The PRELIDA project is addressing the issue of long term storage of linked data. The questions there are not so much what should be kept as what can be thrown away. If linked data is generated by transforming a relational database do you preserve the triples or the original RDB + transformation or did you do a bit of manual cleaning up that you also want to preserve? These kind of questions only arise when a community begins to mature. I take the existence of both the Research Data Alliance and PRELIDA as very encouraging.

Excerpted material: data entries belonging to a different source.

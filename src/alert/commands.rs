use uuid::Uuid;

use crate::{
    alert::{AlertController, AlertSession, SessionId},
    db::{AlertCounts, AlertRecord},
    settings::{AlertSettings, EmergencyContact},
    AppState,
};

const DEFAULT_HISTORY_LIMIT: u32 = 20;

fn controller_from_state(state: &AppState) -> AlertController {
    state.alerts.clone()
}

fn parse_session_id(session_id: &str) -> Result<SessionId, String> {
    Uuid::parse_str(session_id.trim()).map_err(|_| format!("'{session_id}' is not an alert id"))
}

pub async fn get_alert_state(state: &AppState) -> Result<Option<AlertSession>, String> {
    Ok(controller_from_state(state).active_session().await)
}

/// SOS button: starts the countdown with the saved notification settings.
pub async fn trigger_sos(
    state: &AppState,
    emergency_type: String,
    message: Option<String>,
) -> Result<AlertSession, String> {
    let controller = controller_from_state(state);
    let config = state.settings.alerts();
    let session = controller
        .start(&emergency_type, &config)
        .await
        .map_err(|e| e.to_string())?;

    match message {
        Some(message) => controller
            .attach_message(session.id, Some(message))
            .await
            .map_err(|e| e.to_string()),
        None => Ok(session),
    }
}

pub async fn attach_alert_message(
    state: &AppState,
    session_id: String,
    message: String,
) -> Result<AlertSession, String> {
    let session_id = parse_session_id(&session_id)?;
    controller_from_state(state)
        .attach_message(session_id, Some(message))
        .await
        .map_err(|e| e.to_string())
}

pub async fn cancel_sos(state: &AppState, session_id: String) -> Result<AlertSession, String> {
    let session_id = parse_session_id(&session_id)?;
    controller_from_state(state)
        .cancel(session_id)
        .await
        .map_err(|e| e.to_string())
}

pub async fn send_sos_now(state: &AppState, session_id: String) -> Result<AlertSession, String> {
    let session_id = parse_session_id(&session_id)?;
    controller_from_state(state)
        .dispatch_now(session_id)
        .await
        .map_err(|e| e.to_string())
}

pub async fn list_alert_history(
    state: &AppState,
    limit: Option<u32>,
) -> Result<Vec<AlertRecord>, String> {
    state
        .db
        .list_alerts(limit.unwrap_or(DEFAULT_HISTORY_LIMIT))
        .await
        .map_err(|e| e.to_string())
}

pub async fn get_alert_counts(state: &AppState) -> Result<AlertCounts, String> {
    state.db.alert_counts().await.map_err(|e| e.to_string())
}

pub fn get_alert_settings(state: &AppState) -> Result<AlertSettings, String> {
    Ok(state.settings.alerts())
}

pub fn set_notify_via_sms(state: &AppState, enabled: bool) -> Result<AlertSettings, String> {
    let mut settings = state.settings.alerts();
    settings.notify_via_sms = enabled;
    update_alert_settings(state, settings)
}

pub fn set_notify_witnesses(state: &AppState, enabled: bool) -> Result<AlertSettings, String> {
    let mut settings = state.settings.alerts();
    settings.notify_witnesses = enabled;
    update_alert_settings(state, settings)
}

pub fn update_alert_settings(
    state: &AppState,
    settings: AlertSettings,
) -> Result<AlertSettings, String> {
    state
        .settings
        .update_alerts(settings)
        .map_err(|e| e.to_string())?;
    Ok(state.settings.alerts())
}

pub fn add_emergency_contact(
    state: &AppState,
    contact: EmergencyContact,
) -> Result<AlertSettings, String> {
    state
        .settings
        .add_contact(contact)
        .map_err(|e| e.to_string())
}

#[cfg(test)]
mod tests {
    use std::sync::Arc;

    use super::*;
    use crate::{
        alert::{AlertStatus, ManualClock},
        db::Database,
        notifier::testing::RecordingNotifier,
        settings::SettingsStore,
    };

    fn app_state() -> (AppState, Arc<RecordingNotifier>) {
        let db = Database::open_in_memory().unwrap();
        let notifier = Arc::new(RecordingNotifier::default());
        let alerts = AlertController::with_clock(
            notifier.clone(),
            db.clone(),
            Arc::new(ManualClock::new()),
        );
        let dir = std::env::temp_dir().join(format!("tourguard-commands-{}", Uuid::new_v4()));
        std::fs::create_dir_all(&dir).unwrap();
        let settings = SettingsStore::new(dir.join("settings.json")).unwrap();
        (
            AppState {
                db,
                alerts,
                settings,
            },
            notifier,
        )
    }

    #[tokio::test]
    async fn trigger_uses_saved_flags_and_message() {
        let (state, _) = app_state();
        set_notify_witnesses(&state, false).unwrap();

        let session = trigger_sos(&state, "Medical".into(), Some("chest pain".into()))
            .await
            .unwrap();
        assert_eq!(session.status, AlertStatus::CountingDown);
        assert!(session.options.notify_via_sms);
        assert!(!session.options.notify_witnesses);
        assert_eq!(session.message.as_deref(), Some("chest pain"));

        let active = get_alert_state(&state).await.unwrap().unwrap();
        assert_eq!(active.id, session.id);
    }

    #[tokio::test]
    async fn errors_are_reported_as_text() {
        let (state, notifier) = app_state();
        let err = trigger_sos(&state, String::new(), None).await.unwrap_err();
        assert!(err.contains("select an emergency type"));

        assert!(cancel_sos(&state, "not-an-id".into()).await.is_err());

        let session = trigger_sos(&state, "lost".into(), None).await.unwrap();
        cancel_sos(&state, session.id.to_string()).await.unwrap();
        let err = send_sos_now(&state, session.id.to_string())
            .await
            .unwrap_err();
        assert!(err.contains("Cancelled"));
        assert!(notifier.calls().is_empty());
    }

    #[tokio::test]
    async fn history_and_counts_follow_alerts() {
        let (state, _) = app_state();
        let first = trigger_sos(&state, "security".into(), None).await.unwrap();
        cancel_sos(&state, first.id.to_string()).await.unwrap();
        let second = trigger_sos(&state, "accident".into(), None).await.unwrap();
        send_sos_now(&state, second.id.to_string()).await.unwrap();

        let history = list_alert_history(&state, None).await.unwrap();
        assert_eq!(history.len(), 2);
        let counts = get_alert_counts(&state).await.unwrap();
        assert_eq!(counts.total, 2);
        assert_eq!(counts.cancelled, 1);
        assert_eq!(counts.dispatched, 1);
    }

    #[tokio::test]
    async fn contacts_are_validated() {
        let (state, _) = app_state();
        let added = add_emergency_contact(
            &state,
            EmergencyContact {
                name: "John Doe".into(),
                relation: "Brother".into(),
                phone: "+1 234 567 8900".into(),
            },
        )
        .unwrap();
        assert_eq!(added.emergency_contacts.len(), 1);

        let rejected = add_emergency_contact(
            &state,
            EmergencyContact {
                name: " ".into(),
                relation: "Friend".into(),
                phone: "555 0100".into(),
            },
        );
        assert!(rejected.is_err());
        assert_eq!(get_alert_settings(&state).unwrap().emergency_contacts.len(), 1);
    }
}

Something to be Excited About

A slide from the GS1 presentation at the Open Data on the Web workshop

40 years ago a checkout went beep for the first time when a customer at Marsh's supermarket in Troy, Ohio bought a packet of Wrigley's Spearmint Gum (source video, at ca. 2':30"). That was the beginning of a global standard we're now entirely used to. Properly called a GTIN number, product identifiers are encoded as bar codes on just about everything. Wouldn't it be great if those identifiers were available as linked open data?

They soon will be.

The body behind GTIN numbers, GS1, produces other identifiers too that are just as important for the manufacturing, distribution and retail industries, including product types. They now have an active programme (code named Digital GS1) to make as much of their data available on the Web as possible. That's a huge step forward in my view, for the Internet of Things, eCommerce and smart applications..

The ecosystem around products can extend from manufacturers putting their catalogues online, through retailers making data about their stores available to any number of applications. Lego Digital Designer allows (allowed) you to design your own model and order all the parts to make it for real. Digital GS1 means you don't have to be restricted to models made of bricks, you'll be able to source pretty well anything and find where to buy it. For an idea of the kind of thing developers already want to do with GTIN numbers, see Product Open Data.

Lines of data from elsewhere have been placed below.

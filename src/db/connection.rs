use std::{
    path::{Path, PathBuf},
    sync::{mpsc, Arc, Mutex},
    thread::{self, JoinHandle},
};

use anyhow::{anyhow, Context, Result};
use log::{error, info};
use rusqlite::Connection;
use tokio::sync::oneshot;

use super::migrations::run_migrations;

const IN_MEMORY: &str = ":memory:";

type DbTask = Box<dyn FnOnce(&mut Connection) + Send + 'static>;

enum DbCommand {
    Execute(DbTask),
    Shutdown,
}

struct DatabaseInner {
    sender: mpsc::Sender<DbCommand>,
    worker: Mutex<Option<JoinHandle<()>>>,
}

impl Drop for DatabaseInner {
    fn drop(&mut self) {
        let mut guard = match self.worker.lock() {
            Ok(guard) => guard,
            Err(poisoned) => poisoned.into_inner(),
        };

        if let Some(handle) = guard.take() {
            if let Err(err) = self.sender.send(DbCommand::Shutdown) {
                error!("Failed to send shutdown to DB thread: {err}");
            }
            if let Err(join_err) = handle.join() {
                error!("Failed to join DB thread: {join_err:?}");
            }
        }
    }
}

/// Alert history store. All SQLite access happens on one worker thread;
/// callers hand it closures and await the reply.
#[derive(Clone)]
pub struct Database {
    inner: Arc<DatabaseInner>,
    db_path: Arc<PathBuf>,
}

impl Database {
    pub fn new(db_path: PathBuf) -> Result<Self> {
        if let Some(parent) = db_path.parent().filter(|p| !p.as_os_str().is_empty()) {
            std::fs::create_dir_all(parent).with_context(|| {
                format!("failed to create database directory {}", parent.display())
            })?;
        }
        Self::spawn(db_path)
    }

    /// Private database that disappears with the handle.
    pub fn open_in_memory() -> Result<Self> {
        Self::spawn(PathBuf::from(IN_MEMORY))
    }

    fn spawn(db_path: PathBuf) -> Result<Self> {
        let (command_tx, command_rx) = mpsc::channel::<DbCommand>();
        let (ready_tx, ready_rx) = mpsc::channel();
        let path_for_thread = db_path.clone();

        let worker = thread::Builder::new()
            .name("tourguard-db".into())
            .spawn(move || {
                let mut conn = match Connection::open(&path_for_thread) {
                    Ok(connection) => connection,
                    Err(err) => {
                        let _ = ready_tx.send(Err(anyhow::Error::new(err)
                            .context("failed to open SQLite database")));
                        return;
                    }
                };

                if path_for_thread.as_os_str() != IN_MEMORY {
                    if let Err(err) = conn.pragma_update(None, "journal_mode", "WAL") {
                        error!("Failed to enable WAL mode: {err}");
                    }
                }

                let init_result =
                    run_migrations(&mut conn).context("failed to run database migrations");
                if ready_tx.send(init_result).is_err() {
                    error!("DB initialization receiver dropped before ready signal");
                    return;
                }

                while let Ok(command) = command_rx.recv() {
                    match command {
                        DbCommand::Execute(task) => task(&mut conn),
                        DbCommand::Shutdown => break,
                    }
                }

                info!("Database thread shutting down");
            })
            .context("failed to spawn database worker thread")?;

        ready_rx
            .recv()
            .context("database worker exited before signaling readiness")??;

        info!("Database initialized at {}", db_path.display());

        Ok(Self {
            inner: Arc::new(DatabaseInner {
                sender: command_tx,
                worker: Mutex::new(Some(worker)),
            }),
            db_path: Arc::new(db_path),
        })
    }

    pub fn path(&self) -> &Path {
        self.db_path.as_path()
    }

    pub async fn execute<F, T>(&self, task: F) -> Result<T>
    where
        F: FnOnce(&mut Connection) -> Result<T> + Send + 'static,
        T: Send + 'static,
    {
        let (reply_tx, reply_rx) = oneshot::channel();

        let command = DbCommand::Execute(Box::new(move |conn| {
            let result = task(conn);
            if reply_tx.send(result).is_err() {
                error!("DB caller dropped before receiving result");
            }
        }));

        self.inner
            .sender
            .send(command)
            .map_err(|err| anyhow!("failed to send command to DB thread: {err}"))?;

        reply_rx
            .await
            .map_err(|_| anyhow!("database thread terminated unexpectedly"))?
    }
}
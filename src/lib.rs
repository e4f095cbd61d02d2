pub mod alert;
pub mod console;
pub mod db;
pub mod notifier;
pub mod settings;

use std::{path::PathBuf, sync::Arc};

use anyhow::{Context, Result};
use chrono::Utc;
use log::{info, warn};
use serde::Serialize;
use tokio::io::{AsyncBufReadExt, BufReader};

use alert::{
    commands::{
        add_emergency_contact, attach_alert_message, cancel_sos, get_alert_counts,
        get_alert_settings, get_alert_state, list_alert_history, send_sos_now,
        set_notify_via_sms, set_notify_witnesses, trigger_sos,
    },
    AlertController,
};
use console::{parse_command, ConsoleCommand, HELP};
use db::Database;
use notifier::LogNotifier;
use settings::SettingsStore;

const DEFAULT_DATA_DIR: &str = "tourguard-data";

pub(crate) struct AppState {
    pub(crate) db: Database,
    pub(crate) alerts: AlertController,
    pub(crate) settings: SettingsStore,
}

fn data_dir() -> PathBuf {
    std::env::var_os("TOURGUARD_DATA_DIR")
        .map(PathBuf::from)
        .unwrap_or_else(|| PathBuf::from(DEFAULT_DATA_DIR))
}

/// Alerts still counting down belong to a process that died mid-countdown.
/// They are closed out as interrupted rather than resumed or sent.
async fn recover_interrupted_alerts(db: &Database) -> Result<usize> {
    let leftovers = db.get_counting_down_alerts().await?;
    let now = Utc::now();
    for alert in &leftovers {
        warn!(
            "Recovered unfinished alert {} ({}); marking as Interrupted",
            alert.id, alert.emergency_type
        );
        db.mark_alert_interrupted(&alert.id, now).await?;
    }
    Ok(leftovers.len())
}

fn print_json<T: Serialize>(value: &T) {
    match serde_json::to_string_pretty(value) {
        Ok(json) => println!("{json}"),
        Err(err) => warn!("Failed to render output: {err}"),
    }
}

async fn active_session_id(state: &AppState) -> Result<String, String> {
    get_alert_state(state)
        .await?
        .map(|session| session.id.to_string())
        .ok_or_else(|| "no alert is counting down".to_string())
}

/// Runs one console command. Returns `false` once the user asks to quit.
async fn handle_command(state: &AppState, command: ConsoleCommand) -> Result<bool, String> {
    match command {
        ConsoleCommand::Sos {
            emergency_type,
            message,
        } => print_json(&trigger_sos(state, emergency_type, message).await?),
        ConsoleCommand::Note(text) => {
            let session_id = active_session_id(state).await?;
            print_json(&attach_alert_message(state, session_id, text).await?);
        }
        ConsoleCommand::Cancel => {
            let session_id = active_session_id(state).await?;
            print_json(&cancel_sos(state, session_id).await?);
        }
        ConsoleCommand::Send => {
            let session_id = active_session_id(state).await?;
            print_json(&send_sos_now(state, session_id).await?);
        }
        ConsoleCommand::Status => match get_alert_state(state).await? {
            Some(session) => print_json(&session),
            None => println!("no alert is counting down"),
        },
        ConsoleCommand::History(limit) => print_json(&list_alert_history(state, limit).await?),
        ConsoleCommand::Stats => print_json(&get_alert_counts(state).await?),
        ConsoleCommand::Sms(enabled) => print_json(&set_notify_via_sms(state, enabled)?),
        ConsoleCommand::Witnesses(enabled) => {
            print_json(&set_notify_witnesses(state, enabled)?)
        }
        ConsoleCommand::AddContact(contact) => {
            print_json(&add_emergency_contact(state, contact)?.emergency_contacts)
        }
        ConsoleCommand::Contacts => {
            print_json(&get_alert_settings(state)?.emergency_contacts)
        }
        ConsoleCommand::Help => println!("{HELP}"),
        ConsoleCommand::Quit => return Ok(false),
    }
    Ok(true)
}

async fn run_console(state: AppState) -> Result<()> {
    let mut events = state.alerts.subscribe();
    let event_printer = tokio::spawn(async move {
        loop {
            match events.recv().await {
                Ok(event) => match serde_json::to_string(&event) {
                    Ok(json) => println!("{json}"),
                    Err(err) => warn!("Failed to render event: {err}"),
                },
                Err(tokio::sync::broadcast::error::RecvError::Lagged(skipped)) => {
                    warn!("Event printer skipped {skipped} events");
                }
                Err(tokio::sync::broadcast::error::RecvError::Closed) => break,
            }
        }
    });

    println!("{HELP}");
    let mut lines = BufReader::new(tokio::io::stdin()).lines();
    while let Some(line) = lines.next_line().await.context("failed to read stdin")? {
        let command = match parse_command(&line) {
            Ok(Some(command)) => command,
            Ok(None) => continue,
            Err(err) => {
                eprintln!("{err}");
                continue;
            }
        };

        match handle_command(&state, command).await {
            Ok(true) => {}
            Ok(false) => break,
            Err(err) => eprintln!("{err}"),
        }
    }

    if let Some(session) = state.alerts.active_session().await {
        warn!(
            "Exiting with alert {} still counting down; it will be marked Interrupted on next start",
            session.id
        );
    }
    event_printer.abort();
    Ok(())
}

pub fn run() -> Result<()> {
    // Initialize logging (reads RUST_LOG env var)
    env_logger::Builder::new()
        .filter_level(log::LevelFilter::Info)
        .parse_default_env()
        .init();

    info!("TourGuard starting up...");

    let runtime = tokio::runtime::Builder::new_multi_thread()
        .enable_all()
        .build()
        .context("failed to build tokio runtime")?;

    runtime.block_on(start(data_dir()))
}

async fn start(data_dir: PathBuf) -> Result<()> {
    std::fs::create_dir_all(&data_dir)
        .with_context(|| format!("failed to create data dir {}", data_dir.display()))?;

    let database = Database::new(data_dir.join("tourguard.sqlite3"))?;
    let recovered = recover_interrupted_alerts(&database).await?;
    if recovered > 0 {
        info!("Closed {recovered} interrupted alert(s) from a previous run");
    }

    let settings = SettingsStore::new(data_dir.join("settings.json"))?;
    let alerts = AlertController::new(Arc::new(LogNotifier), database.clone());

    run_console(AppState {
        db: database,
        alerts,
        settings,
    })
    .await
}

#[cfg(test)]
mod tests {
    use super::*;
    use crate::{
        alert::{AlertOptions, AlertSession, EmergencyType},
        db::{AlertRecord, AlertRecordStatus},
    };

    #[tokio::test]
    async fn recovery_marks_leftover_countdowns_interrupted() {
        let db = Database::open_in_memory().unwrap();
        let session = AlertSession::begin(
            uuid::Uuid::new_v4(),
            EmergencyType::Security,
            AlertOptions::default(),
            Utc::now(),
        );
        db.insert_alert(&AlertRecord::from_session(&session, Utc::now()))
            .await
            .unwrap();

        assert_eq!(recover_interrupted_alerts(&db).await.unwrap(), 1);
        assert_eq!(recover_interrupted_alerts(&db).await.unwrap(), 0);

        let stored = db.get_alert(&session.id.to_string()).await.unwrap().unwrap();
        assert_eq!(stored.status, AlertRecordStatus::Interrupted);
    }

    #[tokio::test]
    async fn console_commands_drive_the_running_alert() {
        let db = Database::open_in_memory().unwrap();
        let alerts = AlertController::with_clock(
            Arc::new(notifier::testing::RecordingNotifier::default()),
            db.clone(),
            Arc::new(alert::ManualClock::new()),
        );
        let dir = std::env::temp_dir().join(format!("tourguard-lib-{}", uuid::Uuid::new_v4()));
        std::fs::create_dir_all(&dir).unwrap();
        let state = AppState {
            db,
            alerts,
            settings: SettingsStore::new(dir.join("settings.json")).unwrap(),
        };

        assert!(handle_command(&state, ConsoleCommand::Cancel).await.is_err());
        let sos = parse_command("sos security followed since the station")
            .unwrap()
            .unwrap();
        assert!(handle_command(&state, sos).await.unwrap());
        let running = state.alerts.active_session().await.unwrap();
        assert_eq!(running.message.as_deref(), Some("followed since the station"));

        assert!(handle_command(&state, ConsoleCommand::Cancel).await.unwrap());
        assert!(state.alerts.active_session().await.is_none());
        assert!(!handle_command(&state, ConsoleCommand::Quit).await.unwrap());
    }
}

As IBM's Phil Tetlow put it; Metadata is advertising.

To Do List 5: Encourage the development of a self-sustaining data ecosystem.

Summary

The political backing remains strong and there are serious efforts being made to make the promise of open data a reality. However, as things stand the sustaining force is the politics. If the movement is to survive and actually deliver tangible results then we must work to replace the political will with hard headed self-interest. At W3C we're undertaking several new projects (all subject to member approval and W3C process):

the CSV on the Web Working Group — how to create something like 5 star linked data without a triple store (1);
the Data Best Practices Working Group 2, 3, 4, 5 (building the ecosystem, offering guidance);
extended vocabulary services (a welcoming environment and persistent, trusted hosting for vocabulary developers, with an emphasis on multilingualism);
exploring other issues such as RDF validation and, through the forthcoming Smart Open Data project, how to work with linked data and geospatial data.

That's what W3C is doing, but that's only a subset of what needs to be done. What are you doing?